__Aim of the task__.
Transcribe exactly the first line of the listing below and each line that follows it, ending with the line that contains "use std::ptr;", and omit the remainder.

__Given data__.
····················

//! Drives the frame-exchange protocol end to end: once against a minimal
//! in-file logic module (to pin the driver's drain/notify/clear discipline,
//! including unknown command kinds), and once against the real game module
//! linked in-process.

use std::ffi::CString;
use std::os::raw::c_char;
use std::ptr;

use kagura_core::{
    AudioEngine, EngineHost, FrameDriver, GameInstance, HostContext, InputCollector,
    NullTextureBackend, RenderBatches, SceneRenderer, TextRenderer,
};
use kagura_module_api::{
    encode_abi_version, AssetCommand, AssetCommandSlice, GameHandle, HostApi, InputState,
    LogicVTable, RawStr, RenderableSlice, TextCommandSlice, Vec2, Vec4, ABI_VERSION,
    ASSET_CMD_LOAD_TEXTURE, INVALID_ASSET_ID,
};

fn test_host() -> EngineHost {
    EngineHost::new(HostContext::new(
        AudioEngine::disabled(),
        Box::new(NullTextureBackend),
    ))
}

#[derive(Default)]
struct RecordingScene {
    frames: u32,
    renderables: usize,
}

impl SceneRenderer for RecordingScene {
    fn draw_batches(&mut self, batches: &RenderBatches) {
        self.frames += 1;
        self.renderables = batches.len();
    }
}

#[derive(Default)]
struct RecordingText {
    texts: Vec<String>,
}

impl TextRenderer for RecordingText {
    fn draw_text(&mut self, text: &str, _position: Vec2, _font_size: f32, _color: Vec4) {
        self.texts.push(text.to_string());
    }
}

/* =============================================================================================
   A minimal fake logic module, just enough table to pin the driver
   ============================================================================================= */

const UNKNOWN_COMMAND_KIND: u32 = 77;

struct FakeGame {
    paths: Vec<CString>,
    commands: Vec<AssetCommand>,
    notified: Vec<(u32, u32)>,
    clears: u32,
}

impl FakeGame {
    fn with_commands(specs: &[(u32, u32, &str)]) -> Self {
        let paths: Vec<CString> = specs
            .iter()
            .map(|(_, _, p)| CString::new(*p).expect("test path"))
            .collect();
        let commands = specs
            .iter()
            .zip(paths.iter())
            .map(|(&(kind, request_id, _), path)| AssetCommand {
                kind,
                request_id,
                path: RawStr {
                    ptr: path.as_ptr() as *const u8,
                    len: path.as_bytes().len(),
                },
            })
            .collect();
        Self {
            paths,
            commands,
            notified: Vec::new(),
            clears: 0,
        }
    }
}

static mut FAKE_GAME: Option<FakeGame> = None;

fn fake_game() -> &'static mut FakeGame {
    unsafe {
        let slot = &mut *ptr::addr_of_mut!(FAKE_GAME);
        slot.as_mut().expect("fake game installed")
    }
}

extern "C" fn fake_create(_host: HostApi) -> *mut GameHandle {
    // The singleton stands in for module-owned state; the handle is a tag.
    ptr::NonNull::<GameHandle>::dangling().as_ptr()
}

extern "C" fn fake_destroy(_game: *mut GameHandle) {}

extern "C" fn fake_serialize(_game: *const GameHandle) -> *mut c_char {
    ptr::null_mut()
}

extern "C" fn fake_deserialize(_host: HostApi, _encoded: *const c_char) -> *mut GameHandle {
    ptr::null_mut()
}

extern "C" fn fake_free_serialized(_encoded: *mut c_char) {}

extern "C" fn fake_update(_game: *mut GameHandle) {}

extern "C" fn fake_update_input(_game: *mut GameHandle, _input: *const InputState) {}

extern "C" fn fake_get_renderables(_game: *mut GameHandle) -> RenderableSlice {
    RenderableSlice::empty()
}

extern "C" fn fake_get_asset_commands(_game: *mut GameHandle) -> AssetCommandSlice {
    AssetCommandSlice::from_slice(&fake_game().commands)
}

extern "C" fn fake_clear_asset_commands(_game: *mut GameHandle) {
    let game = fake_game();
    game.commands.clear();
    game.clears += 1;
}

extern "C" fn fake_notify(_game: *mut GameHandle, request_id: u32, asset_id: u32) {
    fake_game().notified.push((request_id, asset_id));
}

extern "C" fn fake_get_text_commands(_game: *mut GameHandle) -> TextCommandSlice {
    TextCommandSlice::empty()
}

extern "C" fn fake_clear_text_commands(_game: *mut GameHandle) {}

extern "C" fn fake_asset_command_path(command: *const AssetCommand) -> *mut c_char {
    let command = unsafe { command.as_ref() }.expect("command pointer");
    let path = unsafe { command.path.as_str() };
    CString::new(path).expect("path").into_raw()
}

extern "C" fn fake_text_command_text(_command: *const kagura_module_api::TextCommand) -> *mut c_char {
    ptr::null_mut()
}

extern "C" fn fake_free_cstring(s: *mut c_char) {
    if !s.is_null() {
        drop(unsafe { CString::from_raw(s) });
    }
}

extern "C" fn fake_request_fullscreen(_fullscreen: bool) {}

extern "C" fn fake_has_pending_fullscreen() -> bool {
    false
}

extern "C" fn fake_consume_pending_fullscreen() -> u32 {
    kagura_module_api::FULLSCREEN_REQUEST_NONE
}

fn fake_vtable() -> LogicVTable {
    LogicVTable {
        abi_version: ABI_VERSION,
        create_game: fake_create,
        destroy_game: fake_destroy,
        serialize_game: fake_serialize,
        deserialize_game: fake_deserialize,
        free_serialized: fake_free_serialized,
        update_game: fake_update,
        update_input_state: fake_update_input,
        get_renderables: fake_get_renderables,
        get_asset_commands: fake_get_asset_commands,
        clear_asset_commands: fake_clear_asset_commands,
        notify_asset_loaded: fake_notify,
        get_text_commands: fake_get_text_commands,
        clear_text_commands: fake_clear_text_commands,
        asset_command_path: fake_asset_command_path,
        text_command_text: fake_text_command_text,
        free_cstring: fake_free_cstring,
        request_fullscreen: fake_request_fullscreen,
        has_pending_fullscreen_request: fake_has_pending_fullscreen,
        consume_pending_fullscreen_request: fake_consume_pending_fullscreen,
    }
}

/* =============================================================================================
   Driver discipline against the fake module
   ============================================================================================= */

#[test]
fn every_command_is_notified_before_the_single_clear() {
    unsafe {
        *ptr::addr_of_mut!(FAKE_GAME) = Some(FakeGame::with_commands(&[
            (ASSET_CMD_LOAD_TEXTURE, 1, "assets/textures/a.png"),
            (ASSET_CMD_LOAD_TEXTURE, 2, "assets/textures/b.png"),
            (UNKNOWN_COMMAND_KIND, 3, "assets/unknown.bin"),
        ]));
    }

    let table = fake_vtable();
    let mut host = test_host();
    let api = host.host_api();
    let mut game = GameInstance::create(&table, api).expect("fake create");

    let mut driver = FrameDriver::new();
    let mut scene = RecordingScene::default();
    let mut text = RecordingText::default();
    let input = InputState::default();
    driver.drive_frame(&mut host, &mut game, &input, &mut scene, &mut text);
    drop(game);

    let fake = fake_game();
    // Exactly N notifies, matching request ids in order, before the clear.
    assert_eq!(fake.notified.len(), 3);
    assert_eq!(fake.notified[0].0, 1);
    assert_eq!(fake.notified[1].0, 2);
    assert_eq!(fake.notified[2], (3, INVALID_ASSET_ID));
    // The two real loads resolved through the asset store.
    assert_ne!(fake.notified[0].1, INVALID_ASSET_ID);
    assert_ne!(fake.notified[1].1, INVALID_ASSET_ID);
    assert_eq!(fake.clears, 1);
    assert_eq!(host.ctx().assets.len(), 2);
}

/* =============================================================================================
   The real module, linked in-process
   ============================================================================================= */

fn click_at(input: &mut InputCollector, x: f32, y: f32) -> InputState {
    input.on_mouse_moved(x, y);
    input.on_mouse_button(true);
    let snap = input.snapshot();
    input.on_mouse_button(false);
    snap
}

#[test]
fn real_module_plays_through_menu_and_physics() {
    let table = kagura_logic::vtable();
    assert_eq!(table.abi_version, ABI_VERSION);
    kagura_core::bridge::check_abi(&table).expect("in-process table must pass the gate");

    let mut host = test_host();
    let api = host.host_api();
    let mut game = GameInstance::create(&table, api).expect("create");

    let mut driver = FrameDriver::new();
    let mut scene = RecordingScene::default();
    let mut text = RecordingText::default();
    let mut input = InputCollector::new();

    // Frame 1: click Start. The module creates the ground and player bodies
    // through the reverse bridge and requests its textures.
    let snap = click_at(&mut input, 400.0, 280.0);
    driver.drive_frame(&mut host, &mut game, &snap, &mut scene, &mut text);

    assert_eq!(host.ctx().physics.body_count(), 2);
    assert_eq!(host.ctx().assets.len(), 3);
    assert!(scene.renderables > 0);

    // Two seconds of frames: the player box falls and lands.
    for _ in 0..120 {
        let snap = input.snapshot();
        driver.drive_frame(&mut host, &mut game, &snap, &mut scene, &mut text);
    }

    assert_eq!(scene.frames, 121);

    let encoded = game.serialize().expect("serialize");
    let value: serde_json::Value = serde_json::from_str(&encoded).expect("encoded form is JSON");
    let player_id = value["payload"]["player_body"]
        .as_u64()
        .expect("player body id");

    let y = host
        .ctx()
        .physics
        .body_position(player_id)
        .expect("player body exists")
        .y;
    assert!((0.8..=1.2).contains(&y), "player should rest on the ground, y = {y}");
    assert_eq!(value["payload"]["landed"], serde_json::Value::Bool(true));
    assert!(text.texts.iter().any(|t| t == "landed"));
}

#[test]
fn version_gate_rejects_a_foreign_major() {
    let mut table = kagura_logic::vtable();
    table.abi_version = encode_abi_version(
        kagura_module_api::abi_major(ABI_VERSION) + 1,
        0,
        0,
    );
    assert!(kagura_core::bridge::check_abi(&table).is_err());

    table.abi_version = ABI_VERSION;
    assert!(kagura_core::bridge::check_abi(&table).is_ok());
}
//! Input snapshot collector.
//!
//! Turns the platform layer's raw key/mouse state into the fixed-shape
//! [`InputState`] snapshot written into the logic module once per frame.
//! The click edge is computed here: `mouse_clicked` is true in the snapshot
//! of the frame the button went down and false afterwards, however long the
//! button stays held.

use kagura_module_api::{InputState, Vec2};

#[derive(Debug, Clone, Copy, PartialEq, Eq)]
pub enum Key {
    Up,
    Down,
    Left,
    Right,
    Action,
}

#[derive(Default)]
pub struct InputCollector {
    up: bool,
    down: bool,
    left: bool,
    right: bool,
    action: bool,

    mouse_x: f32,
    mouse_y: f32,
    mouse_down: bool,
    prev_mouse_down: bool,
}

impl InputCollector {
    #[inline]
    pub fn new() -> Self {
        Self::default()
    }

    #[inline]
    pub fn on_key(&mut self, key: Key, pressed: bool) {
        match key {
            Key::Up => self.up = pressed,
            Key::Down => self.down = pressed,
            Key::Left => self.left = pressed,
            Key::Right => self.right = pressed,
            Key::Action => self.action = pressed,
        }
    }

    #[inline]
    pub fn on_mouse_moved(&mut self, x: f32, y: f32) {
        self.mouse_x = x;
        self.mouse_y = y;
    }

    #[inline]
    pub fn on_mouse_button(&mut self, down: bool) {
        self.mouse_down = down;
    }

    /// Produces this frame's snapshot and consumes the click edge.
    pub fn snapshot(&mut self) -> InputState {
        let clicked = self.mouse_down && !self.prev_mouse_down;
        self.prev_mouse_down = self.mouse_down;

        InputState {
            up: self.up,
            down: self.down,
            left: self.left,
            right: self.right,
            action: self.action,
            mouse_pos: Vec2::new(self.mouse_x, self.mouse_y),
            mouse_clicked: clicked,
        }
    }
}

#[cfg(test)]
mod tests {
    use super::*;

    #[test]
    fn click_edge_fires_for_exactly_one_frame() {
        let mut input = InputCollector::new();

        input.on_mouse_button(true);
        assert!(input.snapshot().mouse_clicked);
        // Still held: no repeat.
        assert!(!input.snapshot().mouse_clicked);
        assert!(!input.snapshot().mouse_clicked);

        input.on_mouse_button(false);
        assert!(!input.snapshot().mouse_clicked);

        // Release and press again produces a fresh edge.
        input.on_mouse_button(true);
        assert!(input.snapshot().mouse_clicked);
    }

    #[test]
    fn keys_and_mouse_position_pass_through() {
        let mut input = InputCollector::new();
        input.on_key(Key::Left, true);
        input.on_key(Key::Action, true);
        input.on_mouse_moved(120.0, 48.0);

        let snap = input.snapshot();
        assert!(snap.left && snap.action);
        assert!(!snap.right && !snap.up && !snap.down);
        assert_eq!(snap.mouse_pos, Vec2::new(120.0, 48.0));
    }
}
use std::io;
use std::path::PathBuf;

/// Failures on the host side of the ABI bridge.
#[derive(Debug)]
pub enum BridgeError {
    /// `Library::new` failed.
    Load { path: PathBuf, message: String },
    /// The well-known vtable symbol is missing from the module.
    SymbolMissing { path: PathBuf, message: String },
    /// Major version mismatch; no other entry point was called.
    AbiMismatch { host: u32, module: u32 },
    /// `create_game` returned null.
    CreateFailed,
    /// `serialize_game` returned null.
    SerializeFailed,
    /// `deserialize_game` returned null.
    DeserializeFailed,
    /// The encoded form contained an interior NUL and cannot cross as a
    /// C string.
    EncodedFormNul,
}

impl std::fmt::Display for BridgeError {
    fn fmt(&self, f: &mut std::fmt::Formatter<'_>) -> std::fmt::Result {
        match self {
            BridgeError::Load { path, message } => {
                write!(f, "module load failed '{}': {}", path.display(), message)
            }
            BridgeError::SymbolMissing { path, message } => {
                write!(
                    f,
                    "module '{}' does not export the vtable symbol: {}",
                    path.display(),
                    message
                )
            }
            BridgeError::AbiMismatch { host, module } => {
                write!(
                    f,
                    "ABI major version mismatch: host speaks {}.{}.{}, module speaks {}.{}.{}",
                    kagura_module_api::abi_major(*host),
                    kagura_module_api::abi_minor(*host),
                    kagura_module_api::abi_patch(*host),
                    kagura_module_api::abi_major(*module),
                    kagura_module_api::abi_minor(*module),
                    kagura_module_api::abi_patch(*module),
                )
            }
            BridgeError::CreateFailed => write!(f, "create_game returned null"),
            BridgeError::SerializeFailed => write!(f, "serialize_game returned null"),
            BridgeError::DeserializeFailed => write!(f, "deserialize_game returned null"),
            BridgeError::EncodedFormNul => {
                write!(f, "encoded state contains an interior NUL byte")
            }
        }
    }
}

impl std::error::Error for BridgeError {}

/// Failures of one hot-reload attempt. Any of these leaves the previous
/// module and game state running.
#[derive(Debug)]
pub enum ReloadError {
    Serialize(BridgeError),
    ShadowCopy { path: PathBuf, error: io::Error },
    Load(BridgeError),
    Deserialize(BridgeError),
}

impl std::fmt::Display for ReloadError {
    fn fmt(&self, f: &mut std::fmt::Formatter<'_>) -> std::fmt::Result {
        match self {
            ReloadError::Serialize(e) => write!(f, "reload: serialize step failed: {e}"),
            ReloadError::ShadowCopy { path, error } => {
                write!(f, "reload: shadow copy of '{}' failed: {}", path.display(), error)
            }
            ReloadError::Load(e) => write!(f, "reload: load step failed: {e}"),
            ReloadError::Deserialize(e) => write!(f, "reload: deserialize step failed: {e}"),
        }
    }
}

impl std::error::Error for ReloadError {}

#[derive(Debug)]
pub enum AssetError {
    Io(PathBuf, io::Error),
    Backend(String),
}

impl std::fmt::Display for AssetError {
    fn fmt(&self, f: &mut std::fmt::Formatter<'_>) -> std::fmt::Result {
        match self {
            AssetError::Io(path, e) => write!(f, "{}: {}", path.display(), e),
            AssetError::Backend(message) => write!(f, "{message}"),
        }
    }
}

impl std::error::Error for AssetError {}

····················

__Response to this task__.
//! Drives the frame-exchange protocol end to end: once against a minimal
//! in-file logic module (to pin the driver's drain/notify/clear discipline,
//! including unknown command kinds), and once against the real game module
//! linked in-process.

use std::ffi::CString;
use std::os::raw::c_char;
use std::ptr;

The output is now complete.